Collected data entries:
......

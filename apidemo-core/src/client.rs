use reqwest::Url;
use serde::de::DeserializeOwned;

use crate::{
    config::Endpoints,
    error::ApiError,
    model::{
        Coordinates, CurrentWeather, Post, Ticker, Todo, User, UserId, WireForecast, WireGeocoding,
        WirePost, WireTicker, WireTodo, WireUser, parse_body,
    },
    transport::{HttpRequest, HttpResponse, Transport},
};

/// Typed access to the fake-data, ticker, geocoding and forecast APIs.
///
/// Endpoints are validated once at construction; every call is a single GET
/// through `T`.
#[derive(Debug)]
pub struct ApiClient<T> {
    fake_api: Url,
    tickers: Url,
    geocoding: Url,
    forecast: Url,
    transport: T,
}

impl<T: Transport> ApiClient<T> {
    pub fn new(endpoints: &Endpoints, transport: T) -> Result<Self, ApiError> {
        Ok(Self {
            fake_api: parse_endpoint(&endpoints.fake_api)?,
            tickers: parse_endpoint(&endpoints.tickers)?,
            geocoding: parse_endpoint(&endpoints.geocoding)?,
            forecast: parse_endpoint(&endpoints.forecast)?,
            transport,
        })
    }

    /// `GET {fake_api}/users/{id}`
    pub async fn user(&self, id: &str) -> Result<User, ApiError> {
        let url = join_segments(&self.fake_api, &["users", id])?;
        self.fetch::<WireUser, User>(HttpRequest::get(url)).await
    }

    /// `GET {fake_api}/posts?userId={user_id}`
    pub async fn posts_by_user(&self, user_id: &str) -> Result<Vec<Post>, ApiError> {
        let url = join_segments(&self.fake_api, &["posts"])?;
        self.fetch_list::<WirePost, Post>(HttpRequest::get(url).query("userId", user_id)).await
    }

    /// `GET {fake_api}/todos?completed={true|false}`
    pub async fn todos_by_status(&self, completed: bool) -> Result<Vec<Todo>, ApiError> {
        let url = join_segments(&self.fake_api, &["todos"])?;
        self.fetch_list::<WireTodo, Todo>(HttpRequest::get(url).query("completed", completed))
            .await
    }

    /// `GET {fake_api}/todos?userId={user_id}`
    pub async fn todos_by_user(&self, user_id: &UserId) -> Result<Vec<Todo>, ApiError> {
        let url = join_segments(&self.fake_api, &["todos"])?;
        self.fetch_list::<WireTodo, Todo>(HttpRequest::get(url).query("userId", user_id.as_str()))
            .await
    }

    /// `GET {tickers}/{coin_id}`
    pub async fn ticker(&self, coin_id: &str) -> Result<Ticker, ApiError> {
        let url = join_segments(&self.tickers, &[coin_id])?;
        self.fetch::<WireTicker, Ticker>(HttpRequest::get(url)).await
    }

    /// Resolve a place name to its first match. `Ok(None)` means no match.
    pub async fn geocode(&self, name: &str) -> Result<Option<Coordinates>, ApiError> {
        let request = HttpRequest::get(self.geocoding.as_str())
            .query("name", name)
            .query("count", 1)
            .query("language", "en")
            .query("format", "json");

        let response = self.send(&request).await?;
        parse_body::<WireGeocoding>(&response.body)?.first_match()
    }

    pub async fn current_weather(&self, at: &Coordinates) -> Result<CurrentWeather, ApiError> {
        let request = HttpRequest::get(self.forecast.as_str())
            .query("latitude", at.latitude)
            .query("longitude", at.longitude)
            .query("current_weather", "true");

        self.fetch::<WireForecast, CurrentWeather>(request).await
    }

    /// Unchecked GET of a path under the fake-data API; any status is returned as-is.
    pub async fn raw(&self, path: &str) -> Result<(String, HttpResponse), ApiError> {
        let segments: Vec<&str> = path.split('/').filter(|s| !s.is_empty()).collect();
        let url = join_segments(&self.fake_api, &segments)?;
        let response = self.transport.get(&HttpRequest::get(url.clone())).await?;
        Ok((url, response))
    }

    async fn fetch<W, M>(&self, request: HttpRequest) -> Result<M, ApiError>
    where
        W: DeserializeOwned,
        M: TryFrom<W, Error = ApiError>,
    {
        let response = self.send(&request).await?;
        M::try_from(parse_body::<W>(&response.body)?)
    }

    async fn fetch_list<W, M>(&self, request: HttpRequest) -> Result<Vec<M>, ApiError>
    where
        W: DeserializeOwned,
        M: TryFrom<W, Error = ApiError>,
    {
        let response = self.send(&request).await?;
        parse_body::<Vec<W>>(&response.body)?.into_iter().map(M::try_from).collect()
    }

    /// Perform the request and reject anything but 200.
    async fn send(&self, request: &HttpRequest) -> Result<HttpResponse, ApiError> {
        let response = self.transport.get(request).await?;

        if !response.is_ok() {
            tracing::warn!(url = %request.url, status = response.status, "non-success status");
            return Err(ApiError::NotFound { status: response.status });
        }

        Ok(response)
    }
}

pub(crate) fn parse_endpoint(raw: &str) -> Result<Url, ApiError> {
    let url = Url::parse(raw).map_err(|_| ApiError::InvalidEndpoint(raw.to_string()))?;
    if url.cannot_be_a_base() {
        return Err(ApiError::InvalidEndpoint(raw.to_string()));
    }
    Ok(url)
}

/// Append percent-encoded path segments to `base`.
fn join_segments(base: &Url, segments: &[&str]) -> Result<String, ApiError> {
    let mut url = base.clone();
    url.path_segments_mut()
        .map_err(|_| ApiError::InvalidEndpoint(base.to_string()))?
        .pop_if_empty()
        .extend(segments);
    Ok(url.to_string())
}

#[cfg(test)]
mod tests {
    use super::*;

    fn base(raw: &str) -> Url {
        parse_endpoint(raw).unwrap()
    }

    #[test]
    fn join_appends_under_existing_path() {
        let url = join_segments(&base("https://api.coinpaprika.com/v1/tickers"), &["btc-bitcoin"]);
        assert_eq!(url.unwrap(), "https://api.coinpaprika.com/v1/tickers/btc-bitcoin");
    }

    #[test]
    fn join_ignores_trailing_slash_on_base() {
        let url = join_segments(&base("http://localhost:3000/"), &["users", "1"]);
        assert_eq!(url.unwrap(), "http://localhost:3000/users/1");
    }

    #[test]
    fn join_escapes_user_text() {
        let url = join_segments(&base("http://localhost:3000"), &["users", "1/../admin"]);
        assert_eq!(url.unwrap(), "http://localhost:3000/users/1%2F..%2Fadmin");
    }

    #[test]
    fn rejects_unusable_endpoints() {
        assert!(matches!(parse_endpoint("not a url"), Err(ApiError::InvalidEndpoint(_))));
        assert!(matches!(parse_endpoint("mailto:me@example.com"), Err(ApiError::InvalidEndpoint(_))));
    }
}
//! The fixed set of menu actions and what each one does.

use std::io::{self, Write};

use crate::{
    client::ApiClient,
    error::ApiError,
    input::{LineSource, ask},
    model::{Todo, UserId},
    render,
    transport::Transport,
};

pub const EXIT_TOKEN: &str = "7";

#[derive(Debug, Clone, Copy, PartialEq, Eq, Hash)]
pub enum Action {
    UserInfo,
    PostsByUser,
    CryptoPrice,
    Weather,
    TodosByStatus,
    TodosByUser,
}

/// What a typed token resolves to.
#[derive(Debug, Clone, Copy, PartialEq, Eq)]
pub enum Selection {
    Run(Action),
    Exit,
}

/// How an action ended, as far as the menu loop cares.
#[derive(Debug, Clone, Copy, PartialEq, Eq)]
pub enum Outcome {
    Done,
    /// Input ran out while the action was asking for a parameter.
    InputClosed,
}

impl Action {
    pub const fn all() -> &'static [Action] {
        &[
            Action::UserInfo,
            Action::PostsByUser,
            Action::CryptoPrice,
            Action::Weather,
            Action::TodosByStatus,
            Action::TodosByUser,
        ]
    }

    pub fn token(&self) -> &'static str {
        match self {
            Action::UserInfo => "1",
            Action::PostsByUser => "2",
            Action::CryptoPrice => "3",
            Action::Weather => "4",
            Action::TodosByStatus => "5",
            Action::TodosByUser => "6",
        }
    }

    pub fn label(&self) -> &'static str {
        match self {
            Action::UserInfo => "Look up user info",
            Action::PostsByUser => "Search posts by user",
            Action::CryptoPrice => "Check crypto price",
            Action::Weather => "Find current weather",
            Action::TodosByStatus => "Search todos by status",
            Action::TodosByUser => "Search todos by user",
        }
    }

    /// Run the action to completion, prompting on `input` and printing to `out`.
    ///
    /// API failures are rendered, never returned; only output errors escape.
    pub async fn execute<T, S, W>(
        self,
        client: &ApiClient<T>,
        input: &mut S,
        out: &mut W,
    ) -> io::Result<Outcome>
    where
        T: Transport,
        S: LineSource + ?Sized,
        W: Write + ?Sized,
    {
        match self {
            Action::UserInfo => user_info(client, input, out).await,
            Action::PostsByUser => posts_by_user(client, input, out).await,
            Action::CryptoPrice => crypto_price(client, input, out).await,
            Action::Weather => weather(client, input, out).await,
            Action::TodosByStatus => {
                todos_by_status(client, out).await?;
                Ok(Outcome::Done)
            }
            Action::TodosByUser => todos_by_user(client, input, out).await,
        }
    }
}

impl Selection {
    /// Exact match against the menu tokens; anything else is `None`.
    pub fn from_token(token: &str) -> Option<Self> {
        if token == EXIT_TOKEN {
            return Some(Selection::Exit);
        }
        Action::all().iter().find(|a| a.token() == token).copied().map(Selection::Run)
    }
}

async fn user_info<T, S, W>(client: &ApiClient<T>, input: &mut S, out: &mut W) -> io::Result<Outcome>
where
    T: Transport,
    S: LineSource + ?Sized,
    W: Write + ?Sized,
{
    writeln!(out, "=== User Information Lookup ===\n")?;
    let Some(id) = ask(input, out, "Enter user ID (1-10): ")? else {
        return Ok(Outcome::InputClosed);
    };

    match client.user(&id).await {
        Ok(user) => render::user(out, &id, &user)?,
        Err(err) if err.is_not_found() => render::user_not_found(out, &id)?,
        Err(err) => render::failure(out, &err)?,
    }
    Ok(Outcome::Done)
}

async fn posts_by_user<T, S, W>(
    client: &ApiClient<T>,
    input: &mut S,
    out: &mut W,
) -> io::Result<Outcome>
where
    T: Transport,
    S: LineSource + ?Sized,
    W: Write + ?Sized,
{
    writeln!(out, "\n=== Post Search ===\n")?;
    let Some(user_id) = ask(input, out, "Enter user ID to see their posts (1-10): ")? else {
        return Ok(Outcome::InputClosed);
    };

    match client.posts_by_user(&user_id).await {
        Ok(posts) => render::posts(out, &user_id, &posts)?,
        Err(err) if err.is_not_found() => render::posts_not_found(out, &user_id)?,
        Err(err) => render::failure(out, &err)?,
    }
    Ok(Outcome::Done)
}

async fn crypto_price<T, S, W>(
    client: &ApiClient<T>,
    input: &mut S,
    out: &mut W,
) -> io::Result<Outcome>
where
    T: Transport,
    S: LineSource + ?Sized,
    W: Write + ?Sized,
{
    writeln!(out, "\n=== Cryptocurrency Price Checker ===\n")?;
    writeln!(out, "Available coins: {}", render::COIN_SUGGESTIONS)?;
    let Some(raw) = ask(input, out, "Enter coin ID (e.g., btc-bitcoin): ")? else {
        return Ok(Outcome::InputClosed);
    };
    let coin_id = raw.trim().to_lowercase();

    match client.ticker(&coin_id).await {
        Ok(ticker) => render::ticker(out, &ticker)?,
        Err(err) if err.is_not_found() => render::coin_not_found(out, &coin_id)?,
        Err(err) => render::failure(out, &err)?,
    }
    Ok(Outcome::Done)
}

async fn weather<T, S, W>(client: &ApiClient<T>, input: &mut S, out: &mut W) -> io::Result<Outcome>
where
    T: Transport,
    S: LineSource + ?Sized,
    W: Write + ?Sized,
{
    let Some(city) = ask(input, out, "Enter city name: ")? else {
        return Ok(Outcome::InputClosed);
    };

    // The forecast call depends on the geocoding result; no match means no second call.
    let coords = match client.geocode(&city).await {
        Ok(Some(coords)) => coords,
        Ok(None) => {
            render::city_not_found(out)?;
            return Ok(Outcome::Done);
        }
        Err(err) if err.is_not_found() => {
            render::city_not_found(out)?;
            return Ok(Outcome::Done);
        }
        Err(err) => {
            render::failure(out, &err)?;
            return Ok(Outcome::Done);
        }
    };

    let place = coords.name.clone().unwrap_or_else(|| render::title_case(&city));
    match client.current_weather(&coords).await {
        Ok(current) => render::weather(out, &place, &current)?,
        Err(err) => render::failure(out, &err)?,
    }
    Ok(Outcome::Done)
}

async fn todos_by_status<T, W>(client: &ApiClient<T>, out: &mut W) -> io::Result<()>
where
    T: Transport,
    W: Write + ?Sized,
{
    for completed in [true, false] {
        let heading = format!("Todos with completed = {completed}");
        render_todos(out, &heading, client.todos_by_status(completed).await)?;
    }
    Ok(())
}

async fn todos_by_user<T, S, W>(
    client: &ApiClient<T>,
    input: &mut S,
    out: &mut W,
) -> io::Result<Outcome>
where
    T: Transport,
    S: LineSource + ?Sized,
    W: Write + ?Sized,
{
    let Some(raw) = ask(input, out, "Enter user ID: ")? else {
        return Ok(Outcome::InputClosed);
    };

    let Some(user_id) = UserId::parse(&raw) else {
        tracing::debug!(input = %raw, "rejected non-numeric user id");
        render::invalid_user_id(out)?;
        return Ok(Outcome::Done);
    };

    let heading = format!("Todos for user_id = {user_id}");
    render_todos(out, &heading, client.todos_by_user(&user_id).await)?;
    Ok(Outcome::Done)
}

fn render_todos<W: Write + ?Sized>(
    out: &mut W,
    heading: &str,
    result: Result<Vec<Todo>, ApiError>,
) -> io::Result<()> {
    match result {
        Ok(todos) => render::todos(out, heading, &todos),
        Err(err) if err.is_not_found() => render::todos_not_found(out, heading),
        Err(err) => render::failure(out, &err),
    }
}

......

The problem: Find the lines above holding the word "WireTicker" and show them.

Solution to this problem:
        WirePost, WireTicker, WireTodo, WireUser, parse_body,
        self.fetch::<WireTicker, Ticker>(HttpRequest::get(url)).await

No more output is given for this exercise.